- Data provided -
# # # #

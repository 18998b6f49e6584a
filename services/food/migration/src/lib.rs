use sea_orm_migration::prelude::*;

mod m20250601_000001_create_foods;
mod m20250601_000002_create_food_relations;

pub struct Migrator;

#[async_trait::async_trait]
impl MigratorTrait for Migrator {
    // Both services migrate the same database; each keeps its own history.
    fn migration_table_name() -> DynIden {
        Alias::new("seaql_migrations_food").into_iden()
    }

    fn migrations() -> Vec<Box<dyn MigrationTrait>> {
        vec![
            Box::new(m20250601_000001_create_foods::Migration),
            Box::new(m20250601_000002_create_food_relations::Migration),
        ]
    }
}
use sea_orm_migration::prelude::*;

mod m20250601_000001_create_users;
mod m20250601_000002_create_food_partners;

pub struct Migrator;

#[async_trait::async_trait]
impl MigratorTrait for Migrator {
    // Both services migrate the same database; each keeps its own history.
    fn migration_table_name() -> DynIden {
        Alias::new("seaql_migrations_auth").into_iden()
    }

    fn migrations() -> Vec<Box<dyn MigrationTrait>> {
        vec![
            Box::new(m20250601_000001_create_users::Migration),
            Box::new(m20250601_000002_create_food_partners::Migration),
        ]
    }
}
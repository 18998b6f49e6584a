// Module name shadows the `serde` crate; use `::serde` for the external crate.
use ::serde::Serializer;
use chrono::{DateTime, SecondsFormat, Utc};

/// Serialize `DateTime<Utc>` as RFC 3339 with 3-digit fractional seconds,
/// the format the browser client parses with `new Date(..)`.
pub fn to_rfc3339_ms<S>(dt: &DateTime<Utc>, s: S) -> Result<S::Ok, S::Error>
where
    S: Serializer,
{
    s.serialize_str(&dt.to_rfc3339_opts(SecondsFormat::Millis, true))
}
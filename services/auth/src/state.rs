use axum::extract::FromRef;
use sea_orm::DatabaseConnection;

use crate::infra::db::{DbPartnerAccountRepository, DbUserAccountRepository};

/// Shared application state passed to every handler via axum `State`.
#[derive(Clone)]
pub struct AppState {
    pub db: DatabaseConnection,
    pub jwt_secret: String,
    pub cookie_secure: bool,
    pub bcrypt_cost: u32,
}

impl AppState {
    pub fn user_repo(&self) -> DbUserAccountRepository {
        DbUserAccountRepository {
            db: self.db.clone(),
        }
    }

    pub fn partner_repo(&self) -> DbPartnerAccountRepository {
        DbPartnerAccountRepository {
            db: self.db.clone(),
        }
    }
}

impl FromRef<AppState> for DatabaseConnection {
    fn from_ref(state: &AppState) -> Self {
        state.db.clone()
    }
}
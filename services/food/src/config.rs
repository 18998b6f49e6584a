/// Food service configuration loaded from environment variables.
#[derive(Debug)]
pub struct FoodConfig {
    /// PostgreSQL connection URL.
    pub database_url: String,
    /// HMAC secret shared with the auth service for session tokens.
    pub jwt_secret: String,
    /// TCP port to listen on (default 3000). Env var: `FOOD_PORT`.
    pub food_port: u16,
    /// Media upload endpoint. Env var: `IMAGEKIT_UPLOAD_URL`.
    pub media_upload_url: String,
    /// Media storage private key. Env var: `IMAGEKIT_PRIVATE_KEY`.
    pub media_private_key: String,
    /// Destination folder for uploaded videos (default "/reels").
    pub media_folder: String,
    /// Largest accepted upload body in bytes (default 100 MiB).
    pub max_upload_bytes: usize,
    /// Production frontend origin, added to the CORS allow-list.
    pub frontend_url: Option<String>,
    /// Comma-separated extra CORS origins.
    pub additional_origins: Option<String>,
}

const DEFAULT_UPLOAD_URL: &str = "https://upload.imagekit.io/api/v1/files/upload";

impl FoodConfig {
    pub fn from_env() -> Self {
        Self {
            database_url: std::env::var("DATABASE_URL").expect("DATABASE_URL"),
            jwt_secret: std::env::var("JWT_SECRET").expect("JWT_SECRET"),
            food_port: std::env::var("FOOD_PORT")
                .ok()
                .and_then(|v| v.parse().ok())
                .unwrap_or(3000),
            media_upload_url: std::env::var("IMAGEKIT_UPLOAD_URL")
                .unwrap_or_else(|_| DEFAULT_UPLOAD_URL.to_owned()),
            media_private_key: std::env::var("IMAGEKIT_PRIVATE_KEY")
                .expect("IMAGEKIT_PRIVATE_KEY"),
            media_folder: std::env::var("IMAGEKIT_FOLDER").unwrap_or_else(|_| "/reels".to_owned()),
            max_upload_bytes: std::env::var("MAX_UPLOAD_BYTES")
                .ok()
                .and_then(|v| v.parse().ok())
                .unwrap_or(crate::router::DEFAULT_UPLOAD_LIMIT),
            frontend_url: std::env::var("FRONTEND_URL").ok(),
            additional_origins: std::env::var("ADDITIONAL_ORIGINS").ok(),
        }
    }
}
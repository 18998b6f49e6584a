#![allow(async_fn_in_trait)]

use crate::domain::types::{PartnerAccount, UserAccount};
use crate::error::AuthServiceError;

/// Repository for customer accounts.
pub trait UserAccountRepository: Send + Sync {
    async fn find_by_email(&self, email: &str) -> Result<Option<UserAccount>, AuthServiceError>;

    /// Insert a new account. A duplicate email yields `AccountAlreadyExists`.
    async fn create(&self, account: &UserAccount) -> Result<(), AuthServiceError>;
}

/// Repository for food partner accounts.
pub trait PartnerAccountRepository: Send + Sync {
    async fn find_by_email(&self, email: &str)
    -> Result<Option<PartnerAccount>, AuthServiceError>;

    /// Insert a new account. A duplicate email yields `AccountAlreadyExists`.
    async fn create(&self, account: &PartnerAccount) -> Result<(), AuthServiceError>;
}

# # # #

- What you have to do -
Each of the entries above is to be repeated exactly.

- Output for this exercise -
repository 18998b6f49e6584a
filename services/food/migration/src/lib.rs
use sea_orm_migration::prelude::*;

mod m20250601_000001_create_foods;
mod m20250601_000002_create_food_relations;

pub struct Migrator;

#[async_trait::async_trait]
impl MigratorTrait for Migrator {
    // Both services migrate the same database; each keeps its own history.
    fn migration_table_name() -> DynIden {
        Alias::new("seaql_migrations_food").into_iden()
    }

    fn migrations() -> Vec<Box<dyn MigrationTrait>> {
        vec![
            Box::new(m20250601_000001_create_foods::Migration),
            Box::new(m20250601_000002_create_food_relations::Migration),
        ]
    }
}
use sea_orm_migration::prelude::*;

mod m20250601_000001_create_users;
mod m20250601_000002_create_food_partners;

pub struct Migrator;

#[async_trait::async_trait]
impl MigratorTrait for Migrator {
    // Both services migrate the same database; each keeps its own history.
    fn migration_table_name() -> DynIden {
        Alias::new("seaql_migrations_auth").into_iden()
    }

    fn migrations() -> Vec<Box<dyn MigrationTrait>> {
        vec![
            Box::new(m20250601_000001_create_users::Migration),
            Box::new(m20250601_000002_create_food_partners::Migration),
        ]
    }
}
repository 18998b6f49e6584a
// Module name shadows the `serde` crate; use `::serde` for the external crate.
use ::serde::Serializer;
use chrono::{DateTime, SecondsFormat, Utc};

/// Serialize `DateTime<Utc>` as RFC 3339 with 3-digit fractional seconds,
/// the format the browser client parses with `new Date(..)`.
pub fn to_rfc3339_ms<S>(dt: &DateTime<Utc>, s: S) -> Result<S::Ok, S::Error>
where
    S: Serializer,
{
    s.serialize_str(&dt.to_rfc3339_opts(SecondsFormat::Millis, true))
}
filename services/auth/src/state.rs
use axum::extract::FromRef;
use sea_orm::DatabaseConnection;

use crate::infra::db::{DbPartnerAccountRepository, DbUserAccountRepository};

/// Shared application state passed to every handler via axum `State`.
#[derive(Clone)]
pub struct AppState {
    pub db: DatabaseConnection,
    pub jwt_secret: String,
    pub cookie_secure: bool,
    pub bcrypt_cost: u32,
}

impl AppState {
    pub fn user_repo(&self) -> DbUserAccountRepository {
        DbUserAccountRepository {
            db: self.db.clone(),
        }
    }

    pub fn partner_repo(&self) -> DbPartnerAccountRepository {
        DbPartnerAccountRepository {
            db: self.db.clone(),
        }
    }
}

impl FromRef<AppState> for DatabaseConnection {
    fn from_ref(state: &AppState) -> Self {
        state.db.clone()
    }
}
filename services/food/src/config.rs
repository 18998b6f49e6584a
/// Food service configuration loaded from environment variables.
#[derive(Debug)]
pub struct FoodConfig {
    /// PostgreSQL connection URL.
    pub database_url: String,
    /// HMAC secret shared with the auth service for session tokens.
    pub jwt_secret: String,
    /// TCP port to listen on (default 3000). Env var: `FOOD_PORT`.
    pub food_port: u16,
    /// Media upload endpoint. Env var: `IMAGEKIT_UPLOAD_URL`.
    pub media_upload_url: String,
    /// Media storage private key. Env var: `IMAGEKIT_PRIVATE_KEY`.
    pub media_private_key: String,
    /// Destination folder for uploaded videos (default "/reels").
    pub media_folder: String,
    /// Largest accepted upload body in bytes (default 100 MiB).
    pub max_upload_bytes: usize,
    /// Production frontend origin, added to the CORS allow-list.
    pub frontend_url: Option<String>,
    /// Comma-separated extra CORS origins.
    pub additional_origins: Option<String>,
}

const DEFAULT_UPLOAD_URL: &str = "https://upload.imagekit.io/api/v1/files/upload";

impl FoodConfig {
    pub fn from_env() -> Self {
        Self {
            database_url: std::env::var("DATABASE_URL").expect("DATABASE_URL"),
            jwt_secret: std::env::var("JWT_SECRET").expect("JWT_SECRET"),
            food_port: std::env::var("FOOD_PORT")
                .ok()
                .and_then(|v| v.parse().ok())
                .unwrap_or(3000),
            media_upload_url: std::env::var("IMAGEKIT_UPLOAD_URL")
                .unwrap_or_else(|_| DEFAULT_UPLOAD_URL.to_owned()),
            media_private_key: std::env::var("IMAGEKIT_PRIVATE_KEY")
                .expect("IMAGEKIT_PRIVATE_KEY"),
            media_folder: std::env::var("IMAGEKIT_FOLDER").unwrap_or_else(|_| "/reels".to_owned()),
            max_upload_bytes: std::env::var("MAX_UPLOAD_BYTES")
                .ok()
                .and_then(|v| v.parse().ok())
                .unwrap_or(crate::router::DEFAULT_UPLOAD_LIMIT),
            frontend_url: std::env::var("FRONTEND_URL").ok(),
            additional_origins: std::env::var("ADDITIONAL_ORIGINS").ok(),
        }
    }
}
repository 18998b6f49e6584a
#![allow(async_fn_in_trait)]

use crate::domain::types::{PartnerAccount, UserAccount};
use crate::error::AuthServiceError;

/// Repository for customer accounts.
pub trait UserAccountRepository: Send + Sync {
    async fn find_by_email(&self, email: &str) -> Result<Option<UserAccount>, AuthServiceError>;

    /// Insert a new account. A duplicate email yields `AccountAlreadyExists`.
    async fn create(&self, account: &UserAccount) -> Result<(), AuthServiceError>;
}

/// Repository for food partner accounts.
pub trait PartnerAccountRepository: Send + Sync {
    async fn find_by_email(&self, email: &str)
    -> Result<Option<PartnerAccount>, AuthServiceError>;

    /// Insert a new account. A duplicate email yields `AccountAlreadyExists`.
    async fn create(&self, account: &PartnerAccount) -> Result<(), AuthServiceError>;
}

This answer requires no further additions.